Eu sou de Nova York. O lugar da diversidade. Onde pessoas de todas as cores, gêneros, gostos e costumes andam nas ruas sem realmente prestar atenção nas coisas que os diferem. Em um lugar como esse, era bem fácil passar despercebida. Ninguém realmente notava, ou se importava, com o fato de eu ter que andar com um cachorro para todo o lado. Oras! É Nova York! Quanta coisa mais estranha se vê por ai? Então, eu não via problemas em ir para a escola, por exemplo, com um pastor alemão vestindo um colete vermelho ao meu lado. Todos já me conheciam, todos já sabiam o porquê de Thunder estar comigo o tempo todo, e estava tudo bem, porque ninguém realmente ligava.
Mas então meu pai recebeu a notícia: os soldados feridos em guerra passariam a ser enviados para o Hospital Central de San Diego, não mais para o de Nova York. A única escolha que tínhamos era arrumar as malas e ir. Não demoramos nem duas semanas para estarmos prontos para a partida. Precisavam do meu pai o mais rápido possível, e ele não tem sangue frio o suficiente para dizer que não ajudaria àqueles que se arriscam para que outros não precisem se arriscar. E eu?

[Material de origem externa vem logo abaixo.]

use serde::{Deserialize, Serialize};
use uuid::Uuid;

/// An observable clinical sign, identified independently of any diagnosis.
///
/// Immutable once created; identity is `id`.
#[derive(Debug, Clone, PartialEq, Eq, Serialize, Deserialize)]
pub struct Symptom {
    pub id: Uuid,
    pub name: String,
    pub description: Option<String>,
}
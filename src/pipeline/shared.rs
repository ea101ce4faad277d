use std::sync::{Arc, Mutex, MutexGuard, PoisonError};

use anyhow::Result;

use crate::camera::Frame;
use crate::monitor::{Detection, PassOutcome};
use crate::zone::CameraZones;

struct Slots<F> {
    frame: Option<F>,
    display: Option<F>,
    detections: Vec<Detection>,
    zones: Arc<CameraZones>,
    recording_trigger: bool,
    violation_alert: bool,
    frames_published: u64,
    passes_published: u64,
}

/// 表示側に渡すスナップショット（同一クリティカルセクションで取得）
pub struct DisplayView<F> {
    pub frame: F,
    pub detections: Vec<Detection>,
    pub zones: Arc<CameraZones>,
    pub violation_alert: bool,
}

/// キャプチャと解析の受け渡し（最新値のみ保持）
///
/// 各スロットの書き手は1つ。フレームはキャプチャ、検出結果は解析ループ。
pub struct SharedFrameState<F> {
    inner: Mutex<Slots<F>>,
}

impl<F: Frame> SharedFrameState<F> {
    pub fn new() -> Self {
        Self {
            inner: Mutex::new(Slots {
                frame: None,
                display: None,
                detections: Vec::new(),
                zones: Arc::new(CameraZones::new()),
                recording_trigger: false,
                violation_alert: false,
                frames_published: 0,
                passes_published: 0,
            }),
        }
    }

    fn lock(&self) -> MutexGuard<'_, Slots<F>> {
        self.inner.lock().unwrap_or_else(PoisonError::into_inner)
    }

    /// 生フレームと表示用フレームを差し替える
    pub fn publish_frame(&self, frame: F, display: F) {
        let mut slots = self.lock();
        slots.frame = Some(frame);
        slots.display = Some(display);
        slots.frames_published += 1;
    }

    /// 最新の生フレームをコピーして返す（ロックは推論前に手放す）
    pub fn copy_latest_frame(&self) -> Result<Option<F>> {
        let slots = self.lock();
        slots.frame.as_ref().map(Frame::try_copy).transpose()
    }

    pub fn publish_pass(&self, outcome: &PassOutcome, zones: Arc<CameraZones>) {
        let mut slots = self.lock();
        slots.detections = outcome.detections.clone();
        slots.recording_trigger = outcome.recording_trigger;
        slots.violation_alert = outcome.violation_alert;
        slots.zones = zones;
        slots.passes_published += 1;
    }

    /// 表示用フレームのコピーと、直近パスの検出結果・ゾーン
    pub fn display_view(&self) -> Result<Option<DisplayView<F>>> {
        let slots = self.lock();
        let Some(display) = slots.display.as_ref() else {
            return Ok(None);
        };
        Ok(Some(DisplayView {
            frame: display.try_copy()?,
            detections: slots.detections.clone(),
            zones: Arc::clone(&slots.zones),
            violation_alert: slots.violation_alert,
        }))
    }

    /// 最新の生フレームのコピーと直近パスの検出結果
    pub fn latest_analysis(&self) -> Result<Option<(F, Vec<Detection>)>> {
        let slots = self.lock();
        let Some(frame) = slots.frame.as_ref() else {
            return Ok(None);
        };
        Ok(Some((frame.try_copy()?, slots.detections.clone())))
    }

    pub fn detections(&self) -> Vec<Detection> {
        self.lock().detections.clone()
    }

    pub fn signals(&self) -> (bool, bool) {
        let slots = self.lock();
        (slots.recording_trigger, slots.violation_alert)
    }

    pub fn frames_published(&self) -> u64 {
        self.lock().frames_published
    }

    pub fn passes_published(&self) -> u64 {
        self.lock().passes_published
    }
}

impl<F: Frame> Default for SharedFrameState<F> {
    fn default() -> Self {
        Self::new()
    }
}
//! ナンバープレート読み取り
//!
//! 毎フレームのループには乗せず、要求時に1枚ずつ読む。

#[cfg(feature = "desktop")]
pub mod onnx;

use std::sync::OnceLock;

use anyhow::Result;
use regex::Regex;
use tracing::debug;

use crate::camera::{Frame, PixelRect};

#[cfg(feature = "desktop")]
pub use onnx::OnnxTextReader;

/// OCRの生結果
#[derive(Debug, Clone, PartialEq)]
pub struct TextReading {
    pub text: String,
    pub confidence: f32,
}

/// OCRエンジン
pub trait TextReader<F>: Send {
    /// 読めなければ `None`
    fn read(&mut self, crop: &F) -> Result<Option<TextReading>>;
}

#[derive(Debug, Clone, PartialEq)]
pub struct PlateReading {
    /// 英大文字と数字のみ
    pub text: String,
    pub confidence: f32,
    /// メルコスール/旧ブラジル形式に一致するか
    pub valid_format: bool,
}

/// この値を超える信頼度だけ採用する
pub const DEFAULT_MIN_CONFIDENCE: f32 = 0.8;

pub struct PlateReader<R> {
    reader: R,
    min_confidence: f32,
}

impl<R> PlateReader<R> {
    pub fn new(reader: R) -> Self {
        Self {
            reader,
            min_confidence: DEFAULT_MIN_CONFIDENCE,
        }
    }

    pub fn with_min_confidence(mut self, min_confidence: f32) -> Self {
        self.min_confidence = min_confidence;
        self
    }

    pub fn reader(&self) -> &R {
        &self.reader
    }

    /// フレーム座標 (x1, y1)-(x2, y2) を切り出して読む
    ///
    /// 範囲は画像内にクランプする。面積0なら `None`。
    pub fn read_plate<F: Frame>(&mut self, frame: &F, x1: i32, y1: i32, x2: i32, y2: i32) -> Result<Option<PlateReading>>
    where
        R: TextReader<F>,
    {
        let Some(rect) = PixelRect::clamped(x1, y1, x2, y2, frame.resolution()) else {
            return Ok(None);
        };
        let crop = frame.crop(rect)?;
        let Some(reading) = self.reader.read(&crop)? else {
            return Ok(None);
        };
        if reading.confidence <= self.min_confidence {
            debug!(text = %reading.text, confidence = reading.confidence, "plate reading below confidence");
            return Ok(None);
        }

        let text = clean_plate_text(&reading.text);
        if text.is_empty() {
            return Ok(None);
        }
        Ok(Some(PlateReading {
            valid_format: is_plate_format(&text),
            text,
            confidence: reading.confidence,
        }))
    }
}

/// 英数字以外を落として大文字化
pub fn clean_plate_text(raw: &str) -> String {
    raw.chars()
        .filter(char::is_ascii_alphanumeric)
        .map(|c| c.to_ascii_uppercase())
        .collect()
}

/// ABC1234（旧形式）または ABC1D23（メルコスール）
pub fn is_plate_format(text: &str) -> bool {
    static PATTERN: OnceLock<Regex> = OnceLock::new();
    PATTERN
        .get_or_init(|| Regex::new(r"^[A-Z]{3}[0-9][A-Z0-9][0-9]{2}$").expect("plate pattern is valid"))
        .is_match(text)
}

/// CTC出力の貪欲デコード
///
/// `probs[t][c]` は時刻 t のクラス c の確率。クラス0はblank、クラス c は `charset[c - 1]`。
/// 信頼度は採用した文字の確率の平均。
pub fn ctc_greedy_decode(probs: &[Vec<f32>], charset: &[char]) -> Option<TextReading> {
    let mut text = String::new();
    let mut scores = Vec::new();
    let mut previous = 0usize;

    for step in probs {
        let Some((best, score)) = step
            .iter()
            .copied()
            .enumerate()
            .max_by(|a, b| a.1.total_cmp(&b.1))
        else {
            continue;
        };
        if best != 0 && best != previous {
            if let Some(&c) = charset.get(best - 1) {
                text.push(c);
                scores.push(score);
            }
        }
        previous = best;
    }

    if text.is_empty() {
        return None;
    }
    let confidence = scores.iter().sum::<f32>() / scores.len() as f32;
    Some(TextReading { text, confidence })
}
//! テスト用の偽デバイス・偽エンジン

use std::collections::VecDeque;
use std::path::Path;
use std::sync::atomic::{AtomicBool, AtomicU64, AtomicUsize, Ordering};
use std::sync::{Arc, Mutex};
use std::thread;
use std::time::Duration;

use anyhow::{bail, Result};

use super::{Color, Frame, FrameSource, PixelRect};
use crate::detect::{ObjectTracker, TrackedObject};
use crate::geometry::{Point, Resolution};
use crate::monitor::{SinkFactory, VideoSink};
use crate::ocr::{TextReader, TextReading};
use crate::zone::CameraId;

static NEXT_FRAME_ID: AtomicU64 = AtomicU64::new(1);

#[derive(Debug, Clone, PartialEq)]
pub enum DrawOp {
    Polygon(Vec<Point>, Color),
    Rect(Point, Point, Color),
    Text(String, Point, Color),
}

/// 描画呼び出しを記録するだけのフレーム
#[derive(Debug, Clone, PartialEq)]
pub struct MockFrame {
    pub id: u64,
    pub resolution: Resolution,
    pub ops: Vec<DrawOp>,
}

impl MockFrame {
    pub fn new(resolution: Resolution) -> Self {
        Self::with_id(resolution, NEXT_FRAME_ID.fetch_add(1, Ordering::Relaxed))
    }

    pub fn with_id(resolution: Resolution, id: u64) -> Self {
        Self {
            id,
            resolution,
            ops: Vec::new(),
        }
    }
}

impl Frame for MockFrame {
    fn resolution(&self) -> Resolution {
        self.resolution
    }

    fn resized(&self, to: Resolution) -> Result<Self> {
        Ok(Self::with_id(to, self.id))
    }

    fn try_copy(&self) -> Result<Self> {
        Ok(self.clone())
    }

    fn crop(&self, rect: PixelRect) -> Result<Self> {
        if rect.is_empty() {
            bail!("empty crop");
        }
        Ok(Self::with_id(
            Resolution::new(rect.width as u32, rect.height as u32),
            self.id,
        ))
    }

    fn draw_polygon(&mut self, points: &[Point], color: Color, _thickness: i32) -> Result<()> {
        self.ops.push(DrawOp::Polygon(points.to_vec(), color));
        Ok(())
    }

    fn draw_rectangle(&mut self, top_left: Point, bottom_right: Point, color: Color, _thickness: i32) -> Result<()> {
        self.ops.push(DrawOp::Rect(top_left, bottom_right, color));
        Ok(())
    }

    fn draw_text(&mut self, text: &str, origin: Point, color: Color) -> Result<()> {
        self.ops.push(DrawOp::Text(text.to_string(), origin, color));
        Ok(())
    }

    /// "WxH:id:ops" をJPEGの代わりに返す
    fn encode_jpeg(&self, _quality: i32) -> Result<Vec<u8>> {
        Ok(format!("{}:{}:{}", self.resolution, self.id, self.ops.len()).into_bytes())
    }

    fn save_image(&self, path: &Path) -> Result<()> {
        std::fs::write(path, self.encode_jpeg(100)?)?;
        Ok(())
    }
}

/// 読み取り回数と解放の観測用
#[derive(Debug, Clone, Default)]
pub struct SourceProbe {
    reads: Arc<AtomicUsize>,
    released: Arc<AtomicBool>,
}

impl SourceProbe {
    pub fn reads(&self) -> usize {
        self.reads.load(Ordering::SeqCst)
    }

    pub fn released(&self) -> bool {
        self.released.load(Ordering::SeqCst)
    }
}

/// 台本どおりに成功/失敗するキャプチャデバイス
///
/// 台本が尽きた後は `endless` なら成功し続け、そうでなければ失敗する。
pub struct ScriptedSource {
    resolution: Resolution,
    script: VecDeque<bool>,
    endless: bool,
    delay: Duration,
    probe: SourceProbe,
}

impl ScriptedSource {
    /// `script[i] == true` は i 回目の読み取りが成功
    pub fn new(resolution: Resolution, script: Vec<bool>) -> Self {
        Self {
            resolution,
            script: script.into(),
            endless: false,
            delay: Duration::from_millis(2),
            probe: SourceProbe::default(),
        }
    }

    pub fn endless(resolution: Resolution) -> Self {
        Self {
            endless: true,
            ..Self::new(resolution, Vec::new())
        }
    }

    pub fn probe(&self) -> SourceProbe {
        self.probe.clone()
    }
}

impl FrameSource<MockFrame> for ScriptedSource {
    fn read(&mut self) -> Result<MockFrame> {
        self.probe.reads.fetch_add(1, Ordering::SeqCst);
        thread::sleep(self.delay);
        let ok = self.script.pop_front().unwrap_or(self.endless);
        if !ok {
            bail!("scripted read failure");
        }
        Ok(MockFrame::new(self.resolution))
    }

    fn resolution(&self) -> Resolution {
        self.resolution
    }

    fn release(&mut self) -> Result<()> {
        self.probe.released.store(true, Ordering::SeqCst);
        Ok(())
    }
}

#[derive(Debug, Default)]
struct TrackerScript {
    objects: Vec<TrackedObject>,
    calls: usize,
    last_resolution: Option<Resolution>,
}

/// 毎回同じ物体列を返すトラッカー（テスト側から差し替え可能）
#[derive(Debug, Clone, Default)]
pub struct ScriptedTracker {
    inner: Arc<Mutex<TrackerScript>>,
}

impl ScriptedTracker {
    pub fn new(objects: Vec<TrackedObject>) -> Self {
        Self {
            inner: Arc::new(Mutex::new(TrackerScript {
                objects,
                ..Default::default()
            })),
        }
    }

    pub fn set_objects(&self, objects: Vec<TrackedObject>) {
        self.inner.lock().unwrap().objects = objects;
    }

    pub fn calls(&self) -> usize {
        self.inner.lock().unwrap().calls
    }

    pub fn last_resolution(&self) -> Option<Resolution> {
        self.inner.lock().unwrap().last_resolution
    }
}

impl ObjectTracker<MockFrame> for ScriptedTracker {
    fn track(&mut self, frame: &MockFrame) -> Result<Vec<TrackedObject>> {
        let mut script = self.inner.lock().unwrap();
        script.calls += 1;
        script.last_resolution = Some(frame.resolution);
        Ok(script.objects.clone())
    }
}

#[derive(Debug, Clone, Default, PartialEq)]
pub struct SinkStats {
    pub opened: usize,
    pub closed: usize,
    pub written: usize,
    pub write_failures: usize,
    pub names: Vec<String>,
    pub last_resolution: Option<Resolution>,
}

#[derive(Debug, Default)]
struct SinkState {
    stats: SinkStats,
    fail_opens: bool,
    fail_writes: bool,
}

/// open/write/close を数えるエンコーダ
#[derive(Debug, Clone, Default)]
pub struct MockSinkFactory {
    state: Arc<Mutex<SinkState>>,
}

impl MockSinkFactory {
    pub fn stats(&self) -> SinkStats {
        self.state.lock().unwrap().stats.clone()
    }

    pub fn fail_opens(&self, fail: bool) {
        self.state.lock().unwrap().fail_opens = fail;
    }

    pub fn fail_writes(&self, fail: bool) {
        self.state.lock().unwrap().fail_writes = fail;
    }
}

impl SinkFactory<MockFrame> for MockSinkFactory {
    fn open(&self, _camera: CameraId, name: &str, resolution: Resolution) -> Result<Box<dyn VideoSink<MockFrame>>> {
        let mut state = self.state.lock().unwrap();
        if state.fail_opens {
            bail!("scripted open failure");
        }
        state.stats.opened += 1;
        state.stats.names.push(name.to_string());
        state.stats.last_resolution = Some(resolution);
        Ok(Box::new(MockSink {
            state: Arc::clone(&self.state),
        }))
    }
}

struct MockSink {
    state: Arc<Mutex<SinkState>>,
}

impl VideoSink<MockFrame> for MockSink {
    fn write(&mut self, _frame: &MockFrame) -> Result<()> {
        let mut state = self.state.lock().unwrap();
        if state.fail_writes {
            state.stats.write_failures += 1;
            bail!("scripted write failure");
        }
        state.stats.written += 1;
        Ok(())
    }

    fn close(&mut self) -> Result<()> {
        self.state.lock().unwrap().stats.closed += 1;
        Ok(())
    }
}

/// 固定の読み取り結果を返すOCR
#[derive(Debug, Clone, Default)]
pub struct FixedTextReader {
    pub reading: Option<TextReading>,
    pub last_crop: Option<Resolution>,
}

impl FixedTextReader {
    pub fn new(text: &str, confidence: f32) -> Self {
        Self {
            reading: Some(TextReading {
                text: text.to_string(),
                confidence,
            }),
            last_crop: None,
        }
    }
}

impl TextReader<MockFrame> for FixedTextReader {
    fn read(&mut self, crop: &MockFrame) -> Result<Option<TextReading>> {
        self.last_crop = Some(crop.resolution);
        Ok(self.reading.clone())
    }
}
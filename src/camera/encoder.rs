use std::path::PathBuf;

use anyhow::{bail, Context, Result};
use opencv::{
    core::{Mat, Size},
    prelude::*,
    videoio::VideoWriter,
};

use super::capture::fourcc;
use crate::config::RecordingConfig;
use crate::geometry::Resolution;
use crate::monitor::{SinkFactory, VideoSink};
use crate::zone::CameraId;

/// OpenCV VideoWriter を開くファクトリ
pub struct OpenCvWriterFactory {
    output_dir: PathBuf,
    fourcc: i32,
    fps: f64,
    extension: String,
}

impl OpenCvWriterFactory {
    pub fn new(output_dir: PathBuf, config: &RecordingConfig) -> Result<Self> {
        Ok(Self {
            output_dir,
            fourcc: fourcc(&config.fourcc)?,
            fps: config.fps,
            extension: config.extension.clone(),
        })
    }
}

impl SinkFactory<Mat> for OpenCvWriterFactory {
    fn open(&self, _camera: CameraId, name: &str, resolution: Resolution) -> Result<Box<dyn VideoSink<Mat>>> {
        let path = self.output_dir.join(format!("{name}.{}", self.extension));
        let size = Size::new(resolution.width as i32, resolution.height as i32);
        let writer = VideoWriter::new(&path.to_string_lossy(), self.fourcc, self.fps, size, true)
            .with_context(|| format!("Failed to create {}", path.display()))?;
        if !writer.is_opened()? {
            bail!("Failed to open video writer {}", path.display());
        }
        Ok(Box::new(OpenCvWriter { writer }))
    }
}

struct OpenCvWriter {
    writer: VideoWriter,
}

impl VideoSink<Mat> for OpenCvWriter {
    fn write(&mut self, frame: &Mat) -> Result<()> {
        self.writer.write(frame).context("Failed to write frame")?;
        Ok(())
    }

    fn close(&mut self) -> Result<()> {
        self.writer.release().context("Failed to release video writer")?;
        Ok(())
    }
}
pub mod analyzer;
pub mod recording;
pub mod violation;

use std::time::Duration;

use crate::detect::{BoundingBox, ClassId, TrackId};

pub use analyzer::{PassOutcome, ZoneAnalyzer, ZoneChecks};
pub use recording::{RecordingController, RecordingState, SinkFactory, Transition, VideoSink};
pub use violation::{Dwell, ViolationTracker};

/// 1回の解析パスで得た物体（毎パス作り直す）
#[derive(Debug, Clone, PartialEq)]
pub struct Detection {
    /// inference空間のBBox
    pub bbox: BoundingBox,
    pub track_id: TrackId,
    pub class_id: ClassId,
    pub violating: bool,
    /// 違反ゾーン内の滞留時間（ゾーン外なら0）
    pub duration: Duration,
}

Bem, eu não tenho sangue frio o suficiente para exigir qualquer coisa a mais dos meus pais além do que eles já fazem por mim.
Então, adeus Manhattan.
Olá, San Diego!
Ainda estamos no começo de novembro. O verão não deveria estar nem sequer pelas redondezas. Mesmo assim, a temperatura amena e o ar seco, contrastando drasticamente com o frio que deixamos para trás em Nova York, deixa bem claro que estamos longe de casa. A Califórnia parece não se importar com o fato de o verão já ter acabado.
Já estava quase caindo no sono, pela provável nonagésima vez ao longo da viagem, quando saímos da rodovia e entramos de fato na cidade. Endireito-me no banco, com Thunder imitando meus movimentos, e começo a prestar atenção ao meu redor.
A cena, logo de cara, me deixa chocada. Não é como eu imaginava. Claro, vejo palmeiras e tudo o mais, mas nada daquele "ar californiano" que vi na televisão ao longo dos anos. Também vejo lojas, restaurantes, algumas pousadas e casas. Muitas casas. Para se achar uma casa em Nova York, é necessário quase sair da cidade. Para se achar uma com quintal, então? Praticamente impossível. Aqui não. As casas são espaçadas umas das outras, possuem gramados sem cercas em volta e eu consigo ver muitas crianças brincando na rua. Eu também consigo ver o céu.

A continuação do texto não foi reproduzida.